Curator: James Dickerson

2010.21 (Gordon Parks)

Gordon Parks (American, 1912–2006), American Gothic (Ella Watson), 1942 (negative), Gelatin-silver print, Sheet: 13 15/16 x 10 7/8 in. (35 x 28 cm), Toledo Museum of Art (Toledo, Ohio), Purchased with funds given by the Toledo Friends of Photography and with funds from the Libbey Endowment, Gift of Edward Drummond Libbey, 2010.21   Courtesy of and copyright The Gordon Parks Foundation 

Think of a word that connects each of your pieces together.

How do you feel connected to these images, to the artist?
For too long has the desire to be seen as human led to the brush stroke, the shutter click, the written word, and the fear of Black art. The arms of this desire carry a rare truth from generation to generation and that truth is the survival of Black Americans. Both Gordon Parks’ and Ernest C Withers’ selected works (American Gothic and I AM A MAN) are photographic examples of everyday life that are part of the story of racial inequality told years apart. For me it meant that my work as a photographer should contribute to society that fights for progress head-on. Their work encourages me to think beyond a superficial lens and holds me accountable for what I produce. Our wins and losses will inspire the next generation of survivors.
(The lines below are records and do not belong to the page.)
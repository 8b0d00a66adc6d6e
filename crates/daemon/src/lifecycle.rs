// SPDX-License-Identifier: BUSL-1.1
// Copyright (c) 2026 Alfred Jean LLC

//! Daemon lifecycle: startup, recovery, shutdown.

use crate::config::{ConfigError, CuckooConfig};
use crate::event_bus::{EventBus, EventReader};
use cuckoo_core::{CuckooCwd, Event, RouteKind, SystemClock};
use cuckoo_engine::{
    AgentClient, Controller, ControllerConfig, ControllerDeps, EngineLauncher, NodeDispatcher,
    NullNodeDispatcher, RunnerSet, StagePools, StageSettings,
};
use cuckoo_engine::stages::{IdentificationRunner, PostRunner, PreRunner};
use cuckoo_machinery::{driver_from_name, load_machinery_conf, MachineryDriver, MachinePool};
use cuckoo_resultserver::{ResultServer, RunningTasks};
use cuckoo_rooter::RooterClient;
use cuckoo_storage::{load_snapshot, Checkpointer, MaterializedState, Wal};
use fs2::FileExt;
use parking_lot::Mutex;
use std::collections::{BTreeSet, HashMap};
use std::fs::File;
use std::io::Write;
use std::net::SocketAddr;
use std::sync::Arc;
use std::time::Duration;
use thiserror::Error;
use tokio::sync::mpsc;
use tracing::{info, warn};

/// Daemon with the production clock.
pub type DaemonController = Controller<SystemClock>;

#[derive(Debug, Error)]
pub enum LifecycleError {
    #[error("configuration error: {0}")]
    Config(#[from] ConfigError),
    #[error("machinery error: {0}")]
    Machinery(#[from] cuckoo_machinery::MachineryConfError),
    #[error("failed to acquire {0}: another orchestrator owns this cwd?")]
    LockFailed(String),
    #[error("WAL error: {0}")]
    Wal(#[from] cuckoo_storage::WalError),
    #[error("snapshot error: {0}")]
    Snapshot(#[from] cuckoo_storage::SnapshotError),
    #[error("result server error: {0}")]
    ResultServer(#[from] cuckoo_resultserver::ResultServerError),
    #[error("engine error: {0}")]
    Engine(#[from] cuckoo_engine::EngineError),
    #[error("IO error: {0}")]
    Io(#[from] std::io::Error),
}

/// Startup switches from the CLI.
pub struct StartupOptions {
    pub cwd: CuckooCwd,
    /// Load machinery and bind the result server (everything except a
    /// main-only `--distributed` process wants this).
    pub local_machinery: bool,
    /// Overrides `[state_control] cancel_abandoned` when set.
    pub cancel_abandoned_override: Option<bool>,
    /// Remote dispatch hook; `None` means single-node.
    pub node_dispatcher: Option<Arc<dyn NodeDispatcher>>,
}

/// A started daemon.
pub struct DaemonState {
    pub cwd: CuckooCwd,
    pub config: CuckooConfig,
    // NOTE(lifetime): Held to maintain the exclusive cwd lock; released on drop
    #[allow(dead_code)]
    lock_file: File,
    pub state: Arc<Mutex<MaterializedState>>,
    pub controller: Arc<DaemonController>,
    pub event_bus: EventBus,
    pub pool: MachinePool,
    pub results: RunningTasks,
    /// Where the result server actually listens (port 0 resolves here).
    pub resultserver_addr: Option<SocketAddr>,
    /// Channel components use to feed events into the bus.
    pub internal_tx: mpsc::Sender<Event>,
}

/// Everything `startup` hands back.
pub struct StartupResult {
    pub daemon: DaemonState,
    pub event_reader: EventReader,
}

/// Boot a daemon over a working directory.
pub async fn startup(options: StartupOptions) -> Result<StartupResult, LifecycleError> {
    let cwd = options.cwd;

    // 1. Configuration first: refuse to boot on anything invalid.
    let config = CuckooConfig::load(&cwd.conf_file("cuckoo.toml"))?;

    // 2. Exclusive cwd lock before any state is touched.
    std::fs::create_dir_all(cwd.operational_dir())?;
    let lock_file = std::fs::OpenOptions::new()
        .write(true)
        .create(true)
        .truncate(false)
        .open(cwd.pid_path())?;
    lock_file
        .try_lock_exclusive()
        .map_err(|_| LifecycleError::LockFailed(cwd.pid_path().display().to_string()))?;
    let mut lock_file = lock_file;
    lock_file.set_len(0)?;
    writeln!(lock_file, "{}", std::process::id())?;

    // 3. Recover state: snapshot plus WAL tail.
    let (mut state, processed_seq) = match load_snapshot(&cwd.state_db_path())? {
        Some(snapshot) => {
            info!(
                seq = snapshot.seq,
                analyses = snapshot.state.analyses.len(),
                tasks = snapshot.state.tasks.len(),
                "loaded state snapshot"
            );
            (snapshot.state, snapshot.seq)
        }
        None => {
            info!("no snapshot, starting with empty state");
            (MaterializedState::default(), 0)
        }
    };

    let wal = Wal::open(&cwd.state_wal_path(), processed_seq)?;
    let replay = wal.entries_after(processed_seq)?;
    if !replay.is_empty() {
        info!(count = replay.len(), after = processed_seq, "replaying WAL entries");
    }
    for entry in &replay {
        state.apply_event(&entry.event);
    }
    let (event_bus, event_reader) = EventBus::new(wal);

    // 4. Machinery pool and drivers.
    let pool = MachinePool::new();
    let mut drivers: HashMap<String, Arc<dyn MachineryDriver>> = HashMap::new();
    if options.local_machinery {
        for name in &config.machineries {
            let conf = load_machinery_conf(&cwd.machinery_conf(name))?;
            // Unknown machinery names fail here, at startup.
            let driver = driver_from_name(&conf.kind, &conf)?;
            drivers.insert(conf.kind.clone(), driver);
            pool.register(conf.machines.clone());
            info!(machinery = %name, machines = conf.machines.len(), "machinery loaded");
        }
        for machine in pool.snapshot() {
            state.upsert_machine(machine);
        }
    }

    let state = Arc::new(Mutex::new(state));

    // 5. Internal event channel, forwarded into the WAL-backed bus.
    let (internal_tx, internal_rx) = mpsc::channel::<Event>(256);
    spawn_event_forwarder(internal_rx, event_bus.clone());

    // 6. Result server.
    let results = RunningTasks::new();
    let mut resultserver_addr = None;
    if options.local_machinery {
        let addr = SocketAddr::new(config.resultserver.listen_ip, config.resultserver.listen_port);
        let server =
            ResultServer::bind(addr, results.clone(), config.resultserver.max_frame_len).await?;
        resultserver_addr = server.local_addr().ok();
        tokio::spawn(server.run());
    }

    // 7. Rooter probe: the advertised route set gates routed tasks.
    let (rooter, available_routes) = probe_rooter(&cwd, config.network_routing.enabled).await;

    // 8. Stage pools.
    let stages = Arc::new(StagePools::new(
        StageSettings {
            identification_workers: config.workers.identification,
            pre_workers: config.workers.pre,
            post_workers: config.workers.post,
            identification_timeout: Duration::from_secs(config.workers.identification_timeout_secs),
            pre_timeout: Duration::from_secs(config.workers.pre_timeout_secs),
            post_timeout: Duration::from_secs(config.workers.post_timeout_secs),
        },
        Arc::new(IdentificationRunner),
        Arc::new(PreRunner {
            default_platforms: config.platform.default_platforms.clone(),
            default_browser: config.platform.default_browser.clone(),
        }),
        Arc::new(PostRunner::default()),
        internal_tx.clone(),
    ));

    // 9. Task launcher.
    let launcher = Arc::new(EngineLauncher {
        pool: pool.clone(),
        drivers,
        rooter,
        results: results.clone(),
        agent: AgentClient::new(),
        event_tx: internal_tx.clone(),
        epoch_ms: Arc::new(|| {
            use cuckoo_core::Clock;
            SystemClock.epoch_ms()
        }),
        runners: RunnerSet::new(),
    });

    // 10. The controller.
    let controller = Arc::new(Controller::new(
        Arc::clone(&state),
        cwd.clone(),
        SystemClock,
        pool.clone(),
        ControllerConfig {
            cancel_unidentified: config.state_control.cancel_unidentified,
            cancel_abandoned: options
                .cancel_abandoned_override
                .unwrap_or(config.state_control.cancel_abandoned),
            routing_enabled: config.network_routing.enabled,
            available_routes,
        },
        ControllerDeps {
            stages,
            launcher,
            nodes: options
                .node_dispatcher
                .unwrap_or_else(|| Arc::new(NullNodeDispatcher)),
        },
    ));

    // 11. Reconcile abandoned work from before the restart.
    let recovery_events = controller.recover()?;
    if !recovery_events.is_empty() {
        info!(count = recovery_events.len(), "recovery produced events");
        for event in recovery_events {
            if let Err(e) = event_bus.send(event) {
                warn!(error = %e, "failed to persist recovery event");
            }
        }
        event_bus.flush()?;
    }

    // 12. Pick up submissions that arrived while we were down.
    {
        let state_guard = state.lock();
        for event in scan_untracked(&cwd, &state_guard) {
            if let Err(e) = event_bus.send(event) {
                warn!(error = %e, "failed to enqueue untracked analysis");
            }
        }
    }
    event_bus.flush()?;

    info!("daemon started");
    Ok(StartupResult {
        daemon: DaemonState {
            cwd,
            config,
            lock_file,
            state,
            controller,
            event_bus,
            pool,
            results,
            resultserver_addr,
            internal_tx,
        },
        event_reader,
    })
}

/// Probe the rooter socket and fetch the advertised route set.
async fn probe_rooter(
    cwd: &CuckooCwd,
    enabled: bool,
) -> (Option<RooterClient>, BTreeSet<RouteKind>) {
    if !enabled {
        return (None, BTreeSet::new());
    }
    let client = RooterClient::new(cwd.rooter_socket());
    match client.list_routes().await {
        Ok(routes) => {
            info!(routes = ?routes, "rooter advertised routes");
            (Some(client), routes)
        }
        Err(e) => {
            // Routed tasks will fail fast until the rooter comes back and
            // the daemon restarts; unrouted tasks are unaffected.
            warn!(error = %e, "rooter unreachable, routed tasks will fail");
            (Some(client), BTreeSet::new())
        }
    }
}

/// Sentinels under `storage/untracked/` are submissions the controller
/// has not ingested yet. Markers for analyses that are already tracked
/// (crash between tracking and marker removal) are cleaned up here.
pub(crate) fn scan_untracked(cwd: &CuckooCwd, state: &MaterializedState) -> Vec<Event> {
    let mut events = Vec::new();
    let Ok(entries) = std::fs::read_dir(cwd.untracked_dir()) else {
        return events;
    };
    for entry in entries.flatten() {
        let name = entry.file_name();
        let Some(name) = name.to_str() else { continue };
        if !cuckoo_core::AnalysisId::is_valid(name) {
            warn!(marker = %name, "ignoring malformed untracked marker");
            continue;
        }
        let id = cuckoo_core::AnalysisId::new(name);
        if state.analyses.contains_key(&id) {
            let _ = std::fs::remove_file(entry.path());
            continue;
        }
        events.push(Event::TrackNew { id });
    }
    events
}

impl DaemonState {
    /// Enqueue `analysis:tracknew` for any fresh submissions on disk.
    /// Called periodically by the run loop so submissions made while the
    /// daemon runs are ingested.
    pub fn enqueue_untracked(&self) {
        let events = {
            let state = self.state.lock();
            scan_untracked(&self.cwd, &state)
        };
        for event in events {
            if let Err(e) = self.event_bus.send(event) {
                warn!(error = %e, "failed to enqueue untracked analysis");
            }
        }
    }

    /// Process one event through the controller; result events are
    /// persisted and handled on later loop iterations (single delivery).
    pub fn process_event(&self, event: Event) -> Result<(), LifecycleError> {
        let result_events = self.controller.handle_event(event)?;
        for event in result_events {
            if let Err(e) = self.event_bus.send(event) {
                warn!(error = %e, "failed to persist controller result event");
            }
        }
        Ok(())
    }

    /// Graceful shutdown: flush the WAL, save a final snapshot, drop the
    /// pid file.
    pub fn shutdown(&self) -> Result<(), LifecycleError> {
        info!("shutting down");
        if let Err(e) = self.event_bus.flush() {
            warn!(error = %e, "failed to flush WAL on shutdown");
        }

        let processed_seq = self.event_bus.processed_seq();
        if processed_seq > 0 {
            let state = self.state.lock().clone();
            let checkpointer = Checkpointer::new(self.cwd.state_db_path());
            match checkpointer.checkpoint_sync(processed_seq, &state) {
                Ok(result) => info!(seq = result.seq, bytes = result.size_bytes, "final snapshot"),
                Err(e) => warn!(error = %e, "failed to save shutdown snapshot"),
            }
        }

        if self.cwd.pid_path().exists() {
            if let Err(e) = std::fs::remove_file(self.cwd.pid_path()) {
                warn!(error = %e, "failed to remove pid file");
            }
        }
        info!("shutdown complete");
        Ok(())
    }
}

/// Forward component events into the WAL-backed bus, flushing per batch.
fn spawn_event_forwarder(mut rx: mpsc::Receiver<Event>, event_bus: EventBus) {
    tokio::spawn(async move {
        while let Some(event) = rx.recv().await {
            if event_bus.send(event).is_err() {
                warn!("failed to forward event to WAL");
                continue;
            }
            while let Ok(event) = rx.try_recv() {
                if event_bus.send(event).is_err() {
                    warn!("failed to forward event to WAL");
                }
            }
            if let Err(e) = event_bus.flush() {
                tracing::error!(error = %e, "failed to flush forwarded events");
            }
        }
    });
}

#[cfg(test)]
#[path = "lifecycle_tests.rs"]
mod tests;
2003.46a (Ernest C. Withers)

Ernest C. Withers (American, 1922–2007), I Am a Man, from the portfolio I Am A Man, Photographs: 1956–1968; portfolio: 1994, Gelatin-silver print, Sheet: 15 15/16 x 19 13/16 in. (40.5 x 50.3 cm), Toledo Museum of Art (Toledo, Ohio), Mrs. George W. Stevens Fund, 2003.46a. © Dr. Ernest C. Withers, Sr. courtesy of the WITHERS FAMILY TRUST 

How do you feel your choices connect to Juneteenth?
Freedom. The ability to apply for a job, even if bias prevents us from securing the bag, we can do this. We can come out strong and impactful in a way that may have been destroyed had Juneteenth not occurred. That’s all I really have to say.

About the Curator: James Dickerson

James “dirtykics” Dickerson is a photographer known for his on-the-spot portraits of Black and Brown communities in Toledo, Ohio. Influenced by a need to visually preserve life, he walks neighborhoods with determined eyes, a warm heart, and open ears. His work has been published in Harper’s Bazaar and exhibited in physical and digital galleries since 2015, most recently the Now is Forever show at Gathered Glassblowing and the Working Artist Collective. If you see him on the street, say what’s up!

About the Artist: Gordon Parks

Gordon Parks (1912–2006), one of the greatest photographers of the twentieth century, was a humanitarian with a deep commitment to social justice. He left behind an exceptional body of work that documents American life and culture from the early 1940s into the 2000s, with a focus on race relations, poverty, civil rights, and urban life. Parks was also a distinguished composer, author, and filmmaker who interacted with many of the leading people of his era—from politicians and artists to athletes and other celebrities. Born into poverty and segregation in Fort Scott, Kansas, in 1912, Parks was drawn to photography as a young man when he saw images of migrant workers in a magazine. After buying a camera at a pawnshop, he taught himself how to use it. […] His extraordinary pictures allowed him to break the color line in professional photography while he created remarkably expressive images that consistently explored the social and economic impact of poverty, racism, and other forms of discrimination. From

About the Artist: Ernest Withers

Ernest C. Withers (1922–2007) was an African American photojournalist. He documented over 60 years of African American history in the segregated South, with iconic images of the Montgomery bus boycott, Emmett Till, Memphis sanitation strike, Negro league baseball, and musicians including those related to Memphis blues and Memphis soul. In 2010, it was revealed that Withers was recruited and paid by the Federal Bureau of Investigations' COINTELPRO program to inform on the US Civil rights movement for nearly two decades beginning shortly after his first photograph of Martin Luther King Jr. From

About TBAC

The Toledo Black Artist Coalition’s mission is centered around creating avenues of artistic agency through advocacy, education, and activism. Throughout history, the African American perspective in the arts has been omitted, leaving a void within many mainstream cultural institutions. In reality, Toledo, Ohio has a rich legacy of African American artists who formed collectives to provide resources and education within the greater community. The Toledo Black Artists Coalition is a new wave formed within the context of the current national and international movement to heal a nation traumatized by the effects of white supremacy embedded within every facet of society. It is our ongoing goal to create pathways for artists of color and combat racial inequality as it continues to manifest within and in relation to Toledo institutions of culture.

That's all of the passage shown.